__DIRECTIONS FOR THIS TASK__.
A single number is required: how many lines below include the string "DigestSet".

PROVIDED DATA Block Start

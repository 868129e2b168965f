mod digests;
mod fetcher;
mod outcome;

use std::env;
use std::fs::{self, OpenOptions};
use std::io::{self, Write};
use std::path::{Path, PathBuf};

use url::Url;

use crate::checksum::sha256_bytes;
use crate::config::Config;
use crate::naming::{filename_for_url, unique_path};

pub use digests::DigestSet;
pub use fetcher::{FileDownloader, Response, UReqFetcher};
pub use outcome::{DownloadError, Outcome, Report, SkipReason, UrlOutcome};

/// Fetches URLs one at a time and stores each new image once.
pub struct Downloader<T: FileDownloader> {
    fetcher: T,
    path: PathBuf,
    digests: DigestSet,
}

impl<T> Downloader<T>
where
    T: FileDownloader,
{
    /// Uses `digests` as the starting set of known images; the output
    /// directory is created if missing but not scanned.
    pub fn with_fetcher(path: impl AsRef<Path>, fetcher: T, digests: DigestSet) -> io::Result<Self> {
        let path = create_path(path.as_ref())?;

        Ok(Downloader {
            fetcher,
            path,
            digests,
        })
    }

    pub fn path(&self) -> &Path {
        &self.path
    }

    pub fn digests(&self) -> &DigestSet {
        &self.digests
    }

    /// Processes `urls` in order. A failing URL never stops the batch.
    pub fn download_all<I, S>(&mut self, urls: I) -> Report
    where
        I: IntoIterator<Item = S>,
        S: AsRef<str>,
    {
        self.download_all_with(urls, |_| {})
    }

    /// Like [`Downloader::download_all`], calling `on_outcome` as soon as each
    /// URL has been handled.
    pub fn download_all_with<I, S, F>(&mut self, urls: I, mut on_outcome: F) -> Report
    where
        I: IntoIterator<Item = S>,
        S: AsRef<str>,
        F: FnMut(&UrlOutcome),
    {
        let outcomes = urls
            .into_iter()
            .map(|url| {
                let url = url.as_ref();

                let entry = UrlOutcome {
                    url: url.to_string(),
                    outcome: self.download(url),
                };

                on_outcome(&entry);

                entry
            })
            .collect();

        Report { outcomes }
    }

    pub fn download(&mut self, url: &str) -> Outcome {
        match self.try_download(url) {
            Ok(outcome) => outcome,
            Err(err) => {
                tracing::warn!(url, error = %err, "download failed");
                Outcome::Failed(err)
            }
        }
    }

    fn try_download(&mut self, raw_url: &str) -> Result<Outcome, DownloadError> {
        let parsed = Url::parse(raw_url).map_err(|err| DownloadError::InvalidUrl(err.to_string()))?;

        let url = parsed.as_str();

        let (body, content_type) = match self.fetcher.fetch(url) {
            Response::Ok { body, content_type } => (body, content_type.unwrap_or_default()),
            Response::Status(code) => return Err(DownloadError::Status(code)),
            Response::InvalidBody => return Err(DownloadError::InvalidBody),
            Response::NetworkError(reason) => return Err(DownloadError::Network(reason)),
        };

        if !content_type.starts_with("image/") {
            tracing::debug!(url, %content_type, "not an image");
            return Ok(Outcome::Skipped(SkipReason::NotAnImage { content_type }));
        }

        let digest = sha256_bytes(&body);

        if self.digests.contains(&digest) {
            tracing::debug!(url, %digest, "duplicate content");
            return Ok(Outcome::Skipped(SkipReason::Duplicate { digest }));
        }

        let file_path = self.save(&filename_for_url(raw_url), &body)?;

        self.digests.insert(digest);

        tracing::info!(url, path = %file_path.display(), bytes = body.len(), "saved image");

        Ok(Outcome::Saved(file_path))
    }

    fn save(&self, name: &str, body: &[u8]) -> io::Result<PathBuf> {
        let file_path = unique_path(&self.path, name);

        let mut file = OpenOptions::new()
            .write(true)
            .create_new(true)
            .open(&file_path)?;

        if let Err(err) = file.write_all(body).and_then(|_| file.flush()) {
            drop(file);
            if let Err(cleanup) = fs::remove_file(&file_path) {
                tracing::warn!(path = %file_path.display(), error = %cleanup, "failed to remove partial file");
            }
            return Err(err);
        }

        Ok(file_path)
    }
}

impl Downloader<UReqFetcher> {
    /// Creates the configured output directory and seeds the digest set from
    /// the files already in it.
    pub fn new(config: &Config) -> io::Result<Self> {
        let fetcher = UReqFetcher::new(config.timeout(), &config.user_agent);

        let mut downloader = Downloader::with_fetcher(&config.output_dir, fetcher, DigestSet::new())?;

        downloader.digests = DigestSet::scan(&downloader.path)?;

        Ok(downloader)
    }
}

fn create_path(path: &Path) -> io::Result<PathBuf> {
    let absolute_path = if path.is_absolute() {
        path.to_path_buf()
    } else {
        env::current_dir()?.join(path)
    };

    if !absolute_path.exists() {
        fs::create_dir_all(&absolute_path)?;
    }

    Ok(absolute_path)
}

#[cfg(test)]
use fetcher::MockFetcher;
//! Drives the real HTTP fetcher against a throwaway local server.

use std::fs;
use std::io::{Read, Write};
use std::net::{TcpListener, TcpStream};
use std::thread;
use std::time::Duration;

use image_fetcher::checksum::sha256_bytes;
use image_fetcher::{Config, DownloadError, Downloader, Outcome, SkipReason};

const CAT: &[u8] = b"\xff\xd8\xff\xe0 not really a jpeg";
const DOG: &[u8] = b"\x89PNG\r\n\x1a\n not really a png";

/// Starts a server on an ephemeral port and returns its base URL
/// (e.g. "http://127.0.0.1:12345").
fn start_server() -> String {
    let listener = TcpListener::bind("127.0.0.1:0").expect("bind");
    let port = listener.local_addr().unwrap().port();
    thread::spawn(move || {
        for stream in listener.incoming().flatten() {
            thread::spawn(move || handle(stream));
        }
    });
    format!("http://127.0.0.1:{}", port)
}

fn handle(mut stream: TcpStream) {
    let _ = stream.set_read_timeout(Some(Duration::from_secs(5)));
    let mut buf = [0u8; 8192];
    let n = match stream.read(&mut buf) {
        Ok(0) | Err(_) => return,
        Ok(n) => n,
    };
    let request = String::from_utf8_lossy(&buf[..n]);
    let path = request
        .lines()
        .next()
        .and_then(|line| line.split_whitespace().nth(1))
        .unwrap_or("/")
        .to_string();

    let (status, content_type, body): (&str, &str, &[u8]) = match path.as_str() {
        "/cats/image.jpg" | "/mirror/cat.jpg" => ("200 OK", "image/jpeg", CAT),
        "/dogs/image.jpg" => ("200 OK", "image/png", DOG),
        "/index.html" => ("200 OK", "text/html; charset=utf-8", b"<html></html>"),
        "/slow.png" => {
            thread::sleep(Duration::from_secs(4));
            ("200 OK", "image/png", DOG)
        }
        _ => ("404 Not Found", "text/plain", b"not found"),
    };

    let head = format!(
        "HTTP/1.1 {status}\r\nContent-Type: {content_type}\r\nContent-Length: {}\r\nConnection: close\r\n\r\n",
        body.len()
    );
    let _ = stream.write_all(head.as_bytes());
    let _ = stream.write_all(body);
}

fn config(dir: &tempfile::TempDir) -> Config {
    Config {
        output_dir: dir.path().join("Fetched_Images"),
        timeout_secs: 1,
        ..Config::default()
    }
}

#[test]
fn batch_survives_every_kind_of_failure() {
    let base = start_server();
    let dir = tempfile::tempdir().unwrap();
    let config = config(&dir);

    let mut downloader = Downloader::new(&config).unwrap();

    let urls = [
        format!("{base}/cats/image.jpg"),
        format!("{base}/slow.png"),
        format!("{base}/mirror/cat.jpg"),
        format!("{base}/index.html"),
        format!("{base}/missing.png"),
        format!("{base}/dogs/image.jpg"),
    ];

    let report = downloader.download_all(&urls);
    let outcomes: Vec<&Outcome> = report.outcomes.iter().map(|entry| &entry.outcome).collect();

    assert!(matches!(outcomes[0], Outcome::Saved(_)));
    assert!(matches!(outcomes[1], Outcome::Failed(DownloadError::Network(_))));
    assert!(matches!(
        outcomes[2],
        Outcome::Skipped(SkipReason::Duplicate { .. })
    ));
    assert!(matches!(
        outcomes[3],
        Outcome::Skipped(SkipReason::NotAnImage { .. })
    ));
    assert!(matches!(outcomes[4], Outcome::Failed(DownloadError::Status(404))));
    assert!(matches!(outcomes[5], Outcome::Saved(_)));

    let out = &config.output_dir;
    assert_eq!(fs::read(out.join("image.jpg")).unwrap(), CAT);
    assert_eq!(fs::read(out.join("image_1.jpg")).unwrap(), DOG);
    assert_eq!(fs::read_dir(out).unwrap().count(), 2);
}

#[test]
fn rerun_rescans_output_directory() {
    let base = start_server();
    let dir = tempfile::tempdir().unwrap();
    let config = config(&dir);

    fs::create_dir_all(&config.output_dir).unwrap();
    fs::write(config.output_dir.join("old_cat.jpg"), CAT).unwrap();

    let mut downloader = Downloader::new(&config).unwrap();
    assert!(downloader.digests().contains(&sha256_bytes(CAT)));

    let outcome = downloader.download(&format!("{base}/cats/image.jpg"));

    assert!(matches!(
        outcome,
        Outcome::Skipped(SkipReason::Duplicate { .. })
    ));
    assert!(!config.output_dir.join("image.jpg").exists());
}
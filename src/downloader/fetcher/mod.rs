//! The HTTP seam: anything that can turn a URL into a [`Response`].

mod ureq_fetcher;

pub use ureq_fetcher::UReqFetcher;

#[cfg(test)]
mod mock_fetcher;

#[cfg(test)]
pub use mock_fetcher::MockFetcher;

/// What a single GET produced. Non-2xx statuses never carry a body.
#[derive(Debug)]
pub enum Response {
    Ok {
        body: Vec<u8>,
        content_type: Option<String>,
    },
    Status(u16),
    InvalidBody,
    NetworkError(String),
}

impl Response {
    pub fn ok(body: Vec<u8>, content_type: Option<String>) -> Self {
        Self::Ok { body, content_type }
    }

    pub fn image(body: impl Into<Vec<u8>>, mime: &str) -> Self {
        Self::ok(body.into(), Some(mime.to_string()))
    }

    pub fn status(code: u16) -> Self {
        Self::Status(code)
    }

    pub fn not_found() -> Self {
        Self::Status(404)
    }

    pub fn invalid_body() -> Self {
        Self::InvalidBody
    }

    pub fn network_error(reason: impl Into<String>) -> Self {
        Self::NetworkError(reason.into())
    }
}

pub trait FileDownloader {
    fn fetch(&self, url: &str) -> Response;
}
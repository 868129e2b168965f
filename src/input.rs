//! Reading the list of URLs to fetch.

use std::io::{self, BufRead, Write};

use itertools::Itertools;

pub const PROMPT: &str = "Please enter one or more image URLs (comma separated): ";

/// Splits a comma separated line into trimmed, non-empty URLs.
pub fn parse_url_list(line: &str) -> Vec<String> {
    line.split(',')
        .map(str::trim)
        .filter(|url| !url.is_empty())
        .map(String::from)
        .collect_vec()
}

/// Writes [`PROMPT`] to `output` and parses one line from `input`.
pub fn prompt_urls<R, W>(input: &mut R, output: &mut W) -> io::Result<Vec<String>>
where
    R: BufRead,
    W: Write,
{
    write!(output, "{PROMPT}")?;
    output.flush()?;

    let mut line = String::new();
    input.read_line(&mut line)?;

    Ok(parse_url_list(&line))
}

PROVIDED DATA Block End

__WRITTEN RESPONSE__.
6